Thought I would do a write-up on a simple, yet important maintenance task on your Ranger. (This guide is geared towards those of us who have never performed this procedure)
The Ford Scheduled Maintenance is "Every 150,000 mi (240,000 km) Change the rear axle fluid."
The rear axle fluid capacity specifications are 3.70pt (1.75L) or (1.85 quarts) for a standard axle ; 3.04pt (1.44L) or (1.52 quarts) for a locking axle.

Supplies Needed :
-1x 6C2Z-4N282-AA (magnetic DRAIN plug) ($2.16 on Fordparts.com)
-1x E8UZ-4N282-A (FILL plug) ($6.41 on Fordparts.com and comes in a 3 pack)
-2x Quart Easy-Pack or bottles of SAE 80W-90 or SAE 75W-90 Gear Oil of your favorite brand (FORD OEM is XY-80W90-QL)
-Fluid drain pan that can hold at least 2L or 2 quarts of fluid
-3/8" Ratchet and extension or 1/2" Ratchet with 1/2"-3/8" adapter
-Torque Wrench set to 20-21 ft/lbs (27.12-28.47Nm) or you can just Ugga Dugga it.. :p
-Old microfiber towels or shop towels

Optional :
-Large cardboard box for extra spill protection

-Nitrile gloves (can't forget about PPE)
-Brake cleaner and rag to clean around the drain/fill plugs

Step One :

-Park on a relatively level surface.
-Locate and clean around your Fill/Drain plugs (if equipped)...Some model years do not have two plugs unfortunately. :frown:
The FILL plug is located on the rear differential cover facing the rear of the vehicle.
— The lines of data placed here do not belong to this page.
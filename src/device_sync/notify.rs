/// How a user-facing notification should read.
#[derive(Debug, Clone, Copy, PartialEq, Eq)]
pub enum Tone {
    Info,
    Success,
    Warning,
    Error,
}

/// Receives one-off, user-visible notifications (the "toast" channel).
pub trait Notifier {
    fn notify(&self, tone: Tone, message: &str);
}
#[derive(Debug, Clone, Copy, PartialEq, Eq)]
pub enum PollEvent {
    Progress,
    Completed { failed: u64 },
    Redundant,
    Failed { consecutive: u32 },
    /// The failure threshold was reached and the attempt is now `Error`.
    GaveUp,
    Stale,
    /// Another invocation sharing the session file cancelled, finished or
    /// replaced this attempt; watching stops without writing.
    Released,
}

#[derive(Debug, Clone, Copy, PartialEq, Eq)]
pub enum ResumeOutcome {
    Nothing,
    /// An in-flight attempt was restored; the caller should start polling.
    Resumed,
    /// A recently completed attempt was restored for display and retry.
    Restored,
    Stale,
    Discarded,
}

enum StartCommand {
    Batch(StartBatchRequest),
    Retry(RetryRequest),
}

/// Owns the current attempt and serializes every transition into it.
pub struct Controller<S, N> {
    service: S,
    notifier: N,
    persistence: PersistenceManager,
    policy: SyncPolicy,
    attempt: SyncAttempt,
    failures: FailureDetector,
    generation: u64,
    /// The session file was last written (or read) by this controller for
    /// the current attempt.
    slot_held: bool,
}

impl<S: SyncService, N: Notifier> Controller<S, N> {
    pub fn new(
        service: S,
        notifier: N,
        persistence: PersistenceManager,
        policy: SyncPolicy,
    ) -> Self {
        Self {
            service,
            notifier,
            persistence,
            failures: FailureDetector::new(policy.failure_threshold),
            policy,
            attempt: SyncAttempt::default(),
            generation: 0,
            slot_held: false,
        }
    }

    pub fn attempt(&self) -> &SyncAttempt {
        &self.attempt
    }

    pub fn policy(&self) -> &SyncPolicy {
        &self.policy
    }

    pub fn service(&self) -> &S {
        &self.service
    }

    /// Failed records offered for retry once the attempt has finished.
    pub fn retryable_records(&self) -> Option<&[FailedRecord]> {
        if self.attempt.status.is_terminal() && !self.attempt.failed_records.is_empty() {
            Some(&self.attempt.failed_records)
        } else {
            None
        }
    }

    pub fn resume_from_persistence(&mut self) -> ResumeOutcome {
        match self.persistence.load(self.policy.staleness_window) {
            Restored::InFlight(attempt) => {
                tracing::info!(
                    attempt_id = attempt.attempt_id.as_deref().unwrap_or("-"),
                    sent = attempt.counters.sent,
                    total = attempt.counters.total,
                    "resuming in-flight device sync"
                );
                self.notifier.notify(
                    Tone::Info,
                    &format!(
                        "Resumed device sync in progress ({} of {} sent)",
                        attempt.counters.sent, attempt.counters.total
                    ),
                );
                self.attempt = attempt;
                self.slot_held = true;
                self.failures.reset();
                self.next_generation();
                ResumeOutcome::Resumed
            }
            Restored::Finished(attempt) => {
                self.attempt = attempt;
                self.next_generation();
                ResumeOutcome::Restored
            }
            Restored::Nothing => ResumeOutcome::Nothing,
            Restored::Stale => {
                self.attempt = SyncAttempt::default();
                ResumeOutcome::Stale
            }
            Restored::Discarded => {
                self.attempt = SyncAttempt::default();
                ResumeOutcome::Discarded
            }
        }
    }

    pub async fn start_full_sync(
        &mut self,
        strategy: Strategy,
        options: SyncOptions,
    ) -> Result<(), SyncError> {
        let seed = LogEntry::now(
            LogKind::Info,
            format!("Starting device sync (strategy: {})", strategy.as_str()),
        );
        self.launch(seed, StartCommand::Batch(StartBatchRequest { strategy, options }))
            .await
    }

    pub async fn retry_failed(
        &mut self,
        records: &[FailedRecord],
        mode: RetryMode,
    ) -> Result<(), SyncError> {
        if self.attempt.is_syncing() {
            return Err(SyncError::AttemptActive);
        }
        if records.is_empty() {
            return Err(SyncError::NoFailedRecords);
        }
        let seed = retry_seed_log(records, mode);
        self.launch(seed, StartCommand::Retry(retry_request(records, mode)))
            .await
    }

    /// Pushes one record on its own. The batch attempt is left untouched.
    pub async fn start_single_record_sync(
        &self,
        record_id: &str,
    ) -> Result<CommandOutcome, SyncError> {
        match self.service.sync_record(record_id).await {
            Ok(outcome) => {
                let tone = if outcome.success {
                    Tone::Success
                } else {
                    Tone::Error
                };
                let message = if outcome.message.is_empty() {
                    format!("Record {record_id}: {}", if outcome.success { "sent" } else { "failed" })
                } else {
                    outcome.message.clone()
                };
                self.notifier.notify(tone, &message);
                Ok(outcome)
            }
            Err(err) => {
                self.notifier
                    .notify(Tone::Error, &format!("Could not push record {record_id}: {err}"));
                Err(err.into())
            }
        }
    }

    /// Stops watching the running attempt. The server-side job is not undone.
    pub fn cancel(&mut self) -> Result<(), SyncError> {
        if !self.attempt.is_syncing() {
            return Err(SyncError::InvalidTransition {
                action: "cancel",
                status: self.attempt.status,
            });
        }
        self.attempt.mark_cancelled();
        self.failures.reset();
        self.next_generation();
        self.clear_storage();
        tracing::info!("device sync cancelled locally");
        Ok(())
    }

    pub fn dismiss(&mut self, retain_logs: bool) -> Result<(), SyncError> {
        if !self.attempt.status.is_terminal() {
            return Err(SyncError::InvalidTransition {
                action: "dismiss",
                status: self.attempt.status,
            });
        }
        let logs = if retain_logs {
            std::mem::take(&mut self.attempt.logs)
        } else {
            Vec::new()
        };
        self.attempt = SyncAttempt {
            local_log_len: logs.len(),
            logs,
            ..SyncAttempt::default()
        };
        self.next_generation();
        self.clear_storage();
        Ok(())
    }

    /// Asks the service to halt the running job. Best effort: the service may
    /// keep running it regardless.
    pub async fn request_abort(&self) -> Result<(), SyncError> {
        self.service.abort_batch().await?;
        Ok(())
    }

    /// A batch is running here or in another invocation of the same
    /// session. Reads the session file without resuming it.
    pub fn sync_running(&self) -> bool {
        self.attempt.is_syncing() || self.session_has_running_attempt()
    }

    pub async fn clear_device_records(&self) -> Result<CommandOutcome, SyncError> {
        if self.sync_running() {
            return Err(SyncError::AttemptActive);
        }
        let outcome = self.service.clear_device_records().await?;
        let tone = if outcome.success {
            Tone::Success
        } else {
            Tone::Error
        };
        self.notifier.notify(tone, &outcome.message);
        Ok(outcome)
    }

    pub async fn list_batches(
        &self,
        page: u32,
        page_size: u32,
    ) -> Result<Vec<BatchSummary>, SyncError> {
        Ok(self.service.list_batches(page, page_size).await?)
    }

    pub async fn batch_detail(&self, batch_id: &str) -> Result<BatchDetail, SyncError> {
        Ok(self.service.batch_detail(batch_id).await?)
    }

    pub fn poll_ticket(&self) -> Option<PollTicket> {
        self.attempt.is_syncing().then_some(PollTicket {
            generation: self.generation,
        })
    }

    pub fn apply_poll_result(
        &mut self,
        ticket: PollTicket,
        result: Result<ProgressSnapshot, ServiceError>,
    ) -> PollEvent {
        if ticket.generation != self.generation || !self.attempt.is_syncing() {
            tracing::debug!(
                ticket = ticket.generation,
                current = self.generation,
                "dropping poll response for an attempt no longer being watched"
            );
            return PollEvent::Stale;
        }
        if !self.confirm_slot_ownership() {
            return PollEvent::Released;
        }

        let snapshot = match result {
            Ok(snapshot) => snapshot,
            Err(err) => return self.record_poll_failure(&err.to_string()),
        };

        let counters = snapshot.merged_counters(&self.attempt.counters);
        if !counters.is_consistent() {
            return self.record_poll_failure(&format!(
                "snapshot counters out of bounds: {} settled, {} sent, {} total",
                counters.settled(),
                counters.sent,
                counters.total
            ));
        }
        if counters.confirmed + counters.failed > counters.sent {
            tracing::debug!(?counters, "server reports more results than records sent");
        }

        self.failures.record_success();
        match self.attempt.apply_snapshot(snapshot) {
            Applied::Progress => {
                self.persist();
                PollEvent::Progress
            }
            Applied::JustCompleted => {
                self.persist();
                self.announce_completion();
                PollEvent::Completed {
                    failed: self.attempt.counters.failed,
                }
            }
            Applied::Redundant => PollEvent::Redundant,
        }
    }

    async fn launch(&mut self, seed: LogEntry, command: StartCommand) -> Result<(), SyncError> {
        if self.attempt.is_syncing() {
            return Err(SyncError::AttemptActive);
        }

        let previous = std::mem::replace(&mut self.attempt, SyncAttempt::starting(seed));
        self.failures.reset();
        self.next_generation();
        self.persist();

        let ack = match &command {
            StartCommand::Batch(request) => self.service.start_batch(request).await,
            StartCommand::Retry(request) => self.service.retry_failed(request).await,
        };

        match ack {
            Ok(ack) => {
                if let Some(batch_id) = ack.batch_id.filter(|id| !id.is_empty()) {
                    self.attempt.attempt_id = Some(batch_id);
                }
                if let Some(message) = ack.message.filter(|m| !m.is_empty()) {
                    tracing::debug!(%message, "sync service accepted start command");
                }
                self.persist();
                Ok(())
            }
            Err(err) => {
                tracing::warn!(error = %err, "sync service rejected start command");
                self.attempt = previous;
                self.next_generation();
                self.clear_storage();
                self.notifier
                    .notify(Tone::Error, &format!("Could not start device sync: {err}"));
                Err(err.into())
            }
        }
    }

    fn record_poll_failure(&mut self, reason: &str) -> PollEvent {
        if self.failures.record_failure() {
            tracing::warn!(
                reason,
                threshold = self.failures.threshold(),
                "progress polling failed repeatedly; marking sync as errored"
            );
            self.attempt.mark_unreachable();
            self.next_generation();
            self.clear_storage();
            self.notifier.notify(
                Tone::Error,
                "Lost contact with the sync service; the job may still be running on the server",
            );
            return PollEvent::GaveUp;
        }

        let consecutive = self.failures.consecutive();
        tracing::warn!(reason, consecutive, "progress poll failed");
        PollEvent::Failed { consecutive }
    }

    /// Re-reads the session file before this attempt writes to it again.
    /// Returns false, after adopting what the other invocation left behind,
    /// when the file no longer holds this attempt as running.
    fn confirm_slot_ownership(&mut self) -> bool {
        if !self.slot_held {
            return true;
        }
        let held = match self.persistence.peek() {
            Ok(held) => held.map(|snapshot| snapshot.attempt),
            Err(err) => {
                tracing::warn!(error = %err, "could not re-read persisted sync attempt");
                return true;
            }
        };

        match held {
            Some(other) if other.token == self.attempt.token => {
                if other.is_syncing() {
                    return true;
                }
                // Finished by a concurrent watcher, which already announced it.
                tracing::info!(status = %other.status, "sync attempt settled in another invocation");
                self.attempt = other;
            }
            Some(_) => {
                tracing::warn!("another sync attempt took over this session");
                self.attempt
                    .mark_released("Another sync took over this session; stopped watching");
                self.notifier.notify(
                    Tone::Warning,
                    "Another device sync took over this session; stopped watching",
                );
            }
            None => {
                tracing::warn!("persisted sync attempt removed by another invocation");
                self.attempt
                    .mark_released("Sync cancelled from another session; stopped watching");
                self.notifier.notify(
                    Tone::Warning,
                    "The device sync was cancelled from another session; stopped watching",
                );
            }
        }
        self.slot_held = false;
        self.failures.reset();
        self.next_generation();
        false
    }

    fn session_has_running_attempt(&self) -> bool {
        match self.persistence.peek() {
            Ok(Some(snapshot)) => {
                snapshot.attempt.is_syncing()
                    && epoch_seconds().saturating_sub(snapshot.saved_at)
                        <= self.policy.staleness_window.as_secs()
            }
            Ok(None) => false,
            Err(err) => {
                tracing::debug!(error = %err, "ignoring unreadable persisted sync attempt");
                false
            }
        }
    }

    fn announce_completion(&self) {
        let tone = if self.attempt.counters.failed > 0 {
            Tone::Warning
        } else {
            Tone::Success
        };
        self.notifier.notify(tone, &self.attempt.summary_line());
    }

    fn next_generation(&mut self) {
        self.generation = self.generation.wrapping_add(1);
    }

    fn persist(&mut self) {
        match self.persistence.save(&self.attempt) {
            Ok(()) => self.slot_held = true,
            Err(err) => {
                // Without a written slot there is nothing to compare against.
                self.slot_held = false;
                tracing::warn!(error = %err, "failed to persist sync attempt");
            }
        }
    }

    fn clear_storage(&mut self) {
        self.slot_held = false;
        if let Err(err) = self.persistence.clear() {
            tracing::warn!(error = %err, "failed to clear persisted sync attempt");
        }
    }
}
The DRAIN plug is located on the bottom left front of the differential.

IMG_8833.jpeg

IMG_8834.jpeg


Step Two :

-Place your fluid catch pan underneath the differential.
-Use your ratchet and extension/adapter to break loose the FILL plug first. Since the torque spec is only around 20 ft/lbs. it is easy.
-With the plug removed you can stick your finger or a light to inspect the current fluid level and get an idea of the color of your fluid.
I noticed mine was ever so slightly low from the factory and was pleasantly surprised when I wiped my finger on my rag it was not tar black.

IMG_8837.jpeg


Step Three :

-Use your ratchet and extension/adapter to break loose the DRAIN plug. Since the torque spec is only around 20 ft/lbs. it is easy. I let mine drain about 5 minutes or so until the old fluid was barely trickling out.
-Now you can inspect the drain plug for any gunk (likely will have a metallic goo attached to it) or metal shavings.

IMG_8842.jpeg

IMG_8840.jpeg

IMG_8841.jpeg


Step 4 :

-Hand thread your DRAIN plug until it is hand-tight and you can finish the job with your torque wrench set to 20-21 ft/lbs. (specification is 20 but margin of error if you hit 21 I do not forsee an issue).
-Go around to your unplugged FILL hole and use your Easy-Pack or quart bottles of SAE 80W-90 or 75W-90 Gear Oil to fill until it starts running out of the FILL hole.
-Once you see it running out, hand thread your FILL plug until it is hand-tight and you can finish the job with your torque wrench set to 20-21 ft/lbs.

IMG_8843.jpeg



That's it, drive around and make sure you do not observe any leaks! The job would have taken me around 15-20 minutes max if I had not been taking images.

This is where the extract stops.